→ Items from a dataset
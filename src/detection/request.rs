//! Inbound request facts relevant to dimension detection.

use url::Url;

use crate::core::UriPath;

/// The parts of an inbound request the detectors inspect: host and path.
#[derive(Debug, Clone, PartialEq, Eq)]
pub struct RequestInfo {
    host: String,
    path: UriPath,
}

impl RequestInfo {
    pub fn new(host: impl Into<String>, path: impl Into<UriPath>) -> Self {
        Self {
            host: host.into(),
            path: path.into(),
        }
    }

    /// Build from a full request URI. Fails for host-less URIs.
    pub fn from_url(url: &Url) -> Option<Self> {
        let host = url.host_str()?;
        Some(Self::new(host, UriPath::from_browser(url.path())))
    }

    pub fn host(&self) -> &str {
        &self.host
    }

    pub fn path(&self) -> &UriPath {
        &self.path
    }
}

#[cfg(test)]
mod tests {
    use super::*;

    #[test]
    fn test_from_url() {
        let url = Url::parse("https://de.example.com/about-us?utm=1").unwrap();
        let request = RequestInfo::from_url(&url).unwrap();
        assert_eq!(request.host(), "de.example.com");
        assert_eq!(request.path().as_str(), "/about-us");
    }

    #[test]
    fn test_from_url_without_host() {
        let url = Url::parse("mailto:user@example.com").unwrap();
        assert!(RequestInfo::from_url(&url).is_none());
    }
}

→ Work request
Having read the entries above, restate them all word for word.

→ Written answer
filename src/detection/request.rs
//! Inbound request facts relevant to dimension detection.

use url::Url;

use crate::core::UriPath;

/// The parts of an inbound request the detectors inspect: host and path.
#[derive(Debug, Clone, PartialEq, Eq)]
pub struct RequestInfo {
    host: String,
    path: UriPath,
}

impl RequestInfo {
    pub fn new(host: impl Into<String>, path: impl Into<UriPath>) -> Self {
        Self {
            host: host.into(),
            path: path.into(),
        }
    }

    /// Build from a full request URI. Fails for host-less URIs.
    pub fn from_url(url: &Url) -> Option<Self> {
        let host = url.host_str()?;
        Some(Self::new(host, UriPath::from_browser(url.path())))
    }

    pub fn host(&self) -> &str {
        &self.host
    }

    pub fn path(&self) -> &UriPath {
        &self.path
    }
}

#[cfg(test)]
mod tests {
    use super::*;

    #[test]
    fn test_from_url() {
        let url = Url::parse("https://de.example.com/about-us?utm=1").unwrap();
        let request = RequestInfo::from_url(&url).unwrap();
        assert_eq!(request.host(), "de.example.com");
        assert_eq!(request.path().as_str(), "/about-us");
    }

    #[test]
    fn test_from_url_without_host() {
        let url = Url::parse("mailto:user@example.com").unwrap();
        assert!(RequestInfo::from_url(&url).is_none());
    }
}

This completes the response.